Ces marchands sont des hommes que l’expérience a formés. Ils ne réussiront dans leur commerce qu’autant qu’ils s’en seront occupés uniquement, et qu’ils auront acquis un nombre de connaissances qui ne s’acquièrent qu’avec le temps.

Il faut qu’ils connaissent la qualité des blés pour n’être pas trompés sur le choix ; qu’ils aient appris à les voiturer au meilleur compte possible ; qu’ils sachent apprécier le déchet, les frais de transport, et tous les risques à courir ; qu’ils jugent d’où il peut arriver des blés dans les lieux où ils se proposent d’en porter, et qu’ils prévoient quand ils y arriveront.

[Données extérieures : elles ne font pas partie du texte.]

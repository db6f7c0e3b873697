//! Observability: structured logging and Prometheus metrics.

mod logging;
mod metrics;

pub use logging::{LoggingError, build_filter, init_tracing};
pub use metrics::{
    MetricsError, init_metrics, record_cache_lookup, record_circuit_breaker_state,
    record_gateway_call, record_ledger_record, record_monitor_alert, record_monitor_cycle,
    record_rate_limiter_tokens, record_reconciliation_ambiguous, record_retry,
    update_monitored_positions,
};
//! Resilient gateway to the remote brokerage API.
//!
//! The [`Gateway`] wraps a [`RemoteApi`] with rate limiting, circuit
//! breaking, retries, caching and an idempotent order ledger. Every
//! operation answers with an [`ApiResponse`].

mod core;
mod operation;
mod remote;
mod status;
mod types;

pub use self::core::{Gateway, GatewayComponents, GatewaySettings, REMOTE_BREAKER_NAME};
pub use operation::Operation;
pub use remote::{RemoteApi, RemoteFailure, RemoteReply, classify_reply};
pub use status::ConnectionStatus;
pub use types::{
    ApiResponse, DateRange, HistoryRequest, Instrument, ModifyOrderRequest, OptionChainRequest,
    OptionRight, OrderSide, OrderType, PlaceOrderRequest, Position, PositionSide, ProductType,
    extract_price, params, parse_positions,
};
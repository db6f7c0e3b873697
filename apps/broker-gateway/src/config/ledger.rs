//! Ledger persistence and reconciliation configuration.

use std::time::Duration;

use serde::{Deserialize, Serialize};

use super::gateway::default_true;

/// Ledger configuration.
#[derive(Debug, Clone, Serialize, Deserialize)]
pub struct LedgerSettings {
    /// SQLite database file.
    #[serde(default = "default_db_path")]
    pub db_path: String,
    /// Connection pool size.
    #[serde(default = "default_max_connections")]
    pub max_connections: u32,
    /// Remote lookups per PENDING record during reconciliation.
    #[serde(default = "default_lookup_attempts")]
    pub lookup_attempts: u32,
    /// Spacing between reconciliation lookups (milliseconds).
    #[serde(default = "default_lookup_interval_ms")]
    pub lookup_interval_ms: u64,
    /// Reconcile PENDING records when the process starts.
    #[serde(default = "default_true")]
    pub reconcile_on_startup: bool,
}

impl Default for LedgerSettings {
    fn default() -> Self {
        Self {
            db_path: default_db_path(),
            max_connections: default_max_connections(),
            lookup_attempts: default_lookup_attempts(),
            lookup_interval_ms: default_lookup_interval_ms(),
            reconcile_on_startup: true,
        }
    }
}

impl LedgerSettings {
    /// Lookup spacing as a duration.
    #[must_use]
    pub const fn lookup_interval(&self) -> Duration {
        Duration::from_millis(self.lookup_interval_ms)
    }
}

fn default_db_path() -> String {
    "./data/ledger.db".to_string()
}

const fn default_max_connections() -> u32 {
    4
}

const fn default_lookup_attempts() -> u32 {
    3
}

const fn default_lookup_interval_ms() -> u64 {
    2_000
}
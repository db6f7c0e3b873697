//! Shared fixtures for integration tests.

#![allow(dead_code, clippy::unwrap_used)]

use std::collections::{BTreeMap, HashMap, VecDeque};
use std::sync::Arc;

use async_trait::async_trait;
use parking_lot::Mutex;
use serde_json::{Value, json};

use broker_gateway::config::Config;
use broker_gateway::gateway::{Gateway, Operation, RemoteApi, RemoteFailure, RemoteReply};
use broker_gateway::ledger::Ledger;
use broker_gateway::resilience::{Clock, ManualClock};

// =============================================================================
// Scripted remote
// =============================================================================

type Scripted = Result<RemoteReply, RemoteFailure>;

/// Remote that answers from per-endpoint scripts and records every call.
///
/// Unscripted calls get the endpoint's default reply, or `200 {}`.
#[derive(Debug, Default)]
pub struct ScriptedRemote {
    scripts: Mutex<HashMap<String, VecDeque<Scripted>>>,
    defaults: Mutex<HashMap<String, RemoteReply>>,
    calls: Mutex<Vec<(String, BTreeMap<String, String>)>>,
}

impl ScriptedRemote {
    pub fn new() -> Self {
        Self::default()
    }

    /// Queue one answer for `op`.
    pub fn push(&self, op: Operation, answer: Scripted) {
        self.scripts
            .lock()
            .entry(op.endpoint().to_string())
            .or_default()
            .push_back(answer);
    }

    /// Queue `count` copies of a status reply.
    pub fn push_status(&self, op: Operation, status: u16, count: usize) {
        for _ in 0..count {
            self.push(op, Ok(RemoteReply::error(status, "scripted failure")));
        }
    }

    /// Answer every unscripted call to `op` with `reply`.
    pub fn set_default(&self, op: Operation, reply: RemoteReply) {
        self.defaults
            .lock()
            .insert(op.endpoint().to_string(), reply);
    }

    /// Calls received for `op`.
    pub fn calls(&self, op: Operation) -> usize {
        self.calls
            .lock()
            .iter()
            .filter(|(endpoint, _)| endpoint == op.endpoint())
            .count()
    }

    /// Parameters of the most recent call to `op`.
    pub fn last_params(&self, op: Operation) -> Option<BTreeMap<String, String>> {
        self.calls
            .lock()
            .iter()
            .rev()
            .find(|(endpoint, _)| endpoint == op.endpoint())
            .map(|(_, params)| params.clone())
    }
}

#[async_trait]
impl RemoteApi for ScriptedRemote {
    async fn call(
        &self,
        endpoint: &str,
        params: &BTreeMap<String, String>,
    ) -> Result<RemoteReply, RemoteFailure> {
        self.calls
            .lock()
            .push((endpoint.to_string(), params.clone()));

        if let Some(answer) = self
            .scripts
            .lock()
            .get_mut(endpoint)
            .and_then(VecDeque::pop_front)
        {
            return answer;
        }
        Ok(self
            .defaults
            .lock()
            .get(endpoint)
            .cloned()
            .unwrap_or_else(|| RemoteReply::ok(json!({}))))
    }
}

// =============================================================================
// Gateway harness
// =============================================================================

/// Deterministic configuration: no jitter, 100ms base backoff.
pub fn test_config() -> Config {
    let mut config = Config::default();
    config.retry.max_attempts = 3;
    config.retry.base_delay_ms = 100;
    config.retry.max_delay_ms = 5_000;
    config.retry.jitter = false;
    config.ledger.lookup_attempts = 1;
    config.ledger.lookup_interval_ms = 0;
    config
}

pub struct Harness {
    pub gateway: Arc<Gateway>,
    pub remote: Arc<ScriptedRemote>,
    pub clock: Arc<ManualClock>,
}

/// Gateway over a scripted remote, an in-memory ledger and a manual clock.
pub async fn harness(config: &Config) -> Harness {
    let ledger = Ledger::open_in_memory().await.unwrap();
    harness_with_ledger(config, ledger)
}

pub fn harness_with_ledger(config: &Config, ledger: Ledger) -> Harness {
    let remote = Arc::new(ScriptedRemote::new());
    let clock = Arc::new(ManualClock::new());
    let dyn_clock: Arc<dyn Clock> = clock.clone();
    let gateway = Gateway::from_config(config, remote.clone(), ledger, dyn_clock);
    Harness {
        gateway: Arc::new(gateway),
        remote,
        clock,
    }
}

pub fn order_accepted(order_id: &str) -> RemoteReply {
    RemoteReply::ok(json!({ "order_id": order_id }))
}

pub fn quote_reply(ltp: &str) -> RemoteReply {
    RemoteReply::ok(json!({ "ltp": ltp, "stock_code": "NIFTY" }))
}

pub fn payload_order_id(data: &Value) -> Option<&str> {
    data.get("order_id").and_then(Value::as_str)
}
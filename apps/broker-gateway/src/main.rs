//! Broker Gateway Binary
//!
//! Runs the gateway, ledger reconciliation and risk monitor against the
//! simulated brokerage.
//!
//! # Usage
//!
//! ```bash
//! cargo run --bin broker-gateway
//! ```
//!
//! # Environment Variables
//!
//! - `BROKER_GATEWAY_CONFIG`: path to the YAML config (default: config.yaml,
//!   defaults are used when the file is absent)
//! - `RUST_LOG`: overrides the configured log level

use std::sync::Arc;
use std::time::Duration;

use anyhow::Context;
use broker_gateway::config::{Config, load_config_or_default};
use broker_gateway::gateway::Gateway;
use broker_gateway::infrastructure::PaperRemote;
use broker_gateway::ledger::Ledger;
use broker_gateway::monitor::RiskMonitor;
use broker_gateway::observability::{init_metrics, init_tracing};
use broker_gateway::resilience::{Clock, SystemClock};
use tokio::signal;
use tokio_util::sync::CancellationToken;

/// Environment variable naming the config file.
const CONFIG_ENV: &str = "BROKER_GATEWAY_CONFIG";

#[tokio::main]
async fn main() -> anyhow::Result<()> {
    let config_path = std::env::var(CONFIG_ENV).ok();
    let config = load_config_or_default(config_path.as_deref())
        .context("failed to load configuration")?;

    init_tracing(&config.observability.logging).context("failed to initialise tracing")?;
    tracing::info!("Starting broker gateway");

    if init_metrics(&config.observability.metrics).context("failed to start metrics exporter")? {
        tracing::info!(
            listen_addr = %config.observability.metrics.listen_addr,
            "Prometheus exporter listening"
        );
    }

    let gateway = Arc::new(create_gateway(&config).await?);
    reconcile_on_startup(&config, &gateway).await?;

    let shutdown = CancellationToken::new();
    let sweeper = gateway.spawn_cache_sweeper(
        Duration::from_secs(config.cache.sweep_interval_secs.max(1)),
        shutdown.clone(),
    );

    let monitor = Arc::new(RiskMonitor::new(
        Arc::clone(&gateway),
        config.monitor.clone(),
    ));
    if config.monitor.enabled {
        if let Err(e) = monitor.start() {
            tracing::warn!(error = %e, "Failed to start risk monitor, continuing without it");
        }
    } else {
        tracing::info!("Risk monitor disabled");
    }

    tracing::info!("Broker gateway ready");
    wait_for_signal().await;

    shutdown.cancel();
    monitor.stop().await;
    if tokio::time::timeout(config.monitor.shutdown_grace(), sweeper)
        .await
        .is_err()
    {
        tracing::warn!("Cache sweeper did not stop within grace period");
    }
    gateway.ledger().close().await;

    tracing::info!("Broker gateway stopped");
    Ok(())
}

/// Open the ledger and build the gateway over the simulated brokerage.
async fn create_gateway(config: &Config) -> anyhow::Result<Gateway> {
    let ledger = Ledger::from_settings(&config.ledger)
        .await
        .with_context(|| format!("failed to open ledger at {}", config.ledger.db_path))?;

    let clock: Arc<dyn Clock> = Arc::new(SystemClock);
    let remote = Arc::new(PaperRemote::new());
    tracing::info!(
        db_path = %config.ledger.db_path,
        capacity = config.rate_limit.capacity,
        refill_per_second = config.rate_limit.refill_per_second,
        "Gateway initialized over paper brokerage"
    );
    Ok(Gateway::from_config(config, remote, ledger, clock))
}

/// Resolve PENDING records left by a previous run.
async fn reconcile_on_startup(config: &Config, gateway: &Gateway) -> anyhow::Result<()> {
    if !config.ledger.reconcile_on_startup {
        return Ok(());
    }
    let report = gateway
        .reconcile_pending()
        .await
        .context("startup reconciliation failed")?;
    if report.is_clean() {
        tracing::info!(
            examined = report.examined,
            succeeded = report.succeeded,
            failed = report.failed,
            "Startup reconciliation complete"
        );
    } else {
        tracing::error!(
            examined = report.examined,
            ambiguous = report.ambiguous.len(),
            "Startup reconciliation left ambiguous orders, operator action required"
        );
    }
    Ok(())
}

/// Wait for Ctrl+C or SIGTERM.
async fn wait_for_signal() {
    let ctrl_c = async {
        if let Err(e) = signal::ctrl_c().await {
            tracing::error!(error = %e, "Failed to listen for Ctrl+C");
            std::future::pending::<()>().await;
        }
    };

    #[cfg(unix)]
    let terminate = async {
        match signal::unix::signal(signal::unix::SignalKind::terminate()) {
            Ok(mut stream) => {
                stream.recv().await;
            }
            Err(e) => {
                tracing::error!(error = %e, "Failed to listen for SIGTERM");
                std::future::pending::<()>().await;
            }
        }
    };

    #[cfg(not(unix))]
    let terminate = std::future::pending::<()>();

    tokio::select! {
        () = ctrl_c => tracing::info!("Received Ctrl+C, initiating shutdown"),
        () = terminate => tracing::info!("Received SIGTERM, initiating shutdown"),
    }
}
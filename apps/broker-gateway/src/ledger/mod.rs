//! Durable ledger: idempotency records, the append-only order log and the
//! operator activity log, plus crash recovery for unresolved orders.

mod key_lock;
mod records;
mod recovery;
mod store;

pub use key_lock::{KeyGuard, KeyLocks};
pub use records::{
    ActivityEntry, BeginOutcome, IdempotencyKey, IdempotencyRecord, IdempotencyStatus,
    LedgerAction, LedgerEntry, Outcome, Severity, TradeSummary,
};
#[cfg(test)]
pub use recovery::MockOrderLookup;
pub use recovery::{
    CLOSE_KEY_PREFIX, LookupResult, OrderLookup, RECONCILIATION_CATEGORY, ReconciliationReport,
    Reconciler, Resolution, action_for_key,
};
pub use store::{Ledger, LedgerError};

Car les marchands, qui se montreront les premiers, sont seuls assurés de vendre avec bénéfice.

Il faut donc encore, dans le cas où l’on aurait fait de fausses spéculations, s’être préparé d’autres débouchés, et savoir où l’on portera ses grains, pour n’être pas forcé de les vendre à perte.

Parce qu’on ne peut pas tout voir par soi-même, et qu’on le peut d’autant moins qu’en entreprendra un commerce plus étendu et plus au loin, il faudra avoir des correspondants intelligents, attentifs, dont la capacité soit reconnue : autrement un faux avis engagerait dans des entreprises ruineuses. Il n’est pas moins nécessaire de s’assurer de l’exactitude et de la fidélité de tous ceux à qui on confie la garde ou la vente de ses blés ; et il faut avoir des hommes habitués à les voiturer, et sur qui on puisse également compter. C’est par le concours d’une multitude d’agents, toujours en mouvement, que se fait la circulation des blés. Le peuple des villes est bien loin de l’imaginer.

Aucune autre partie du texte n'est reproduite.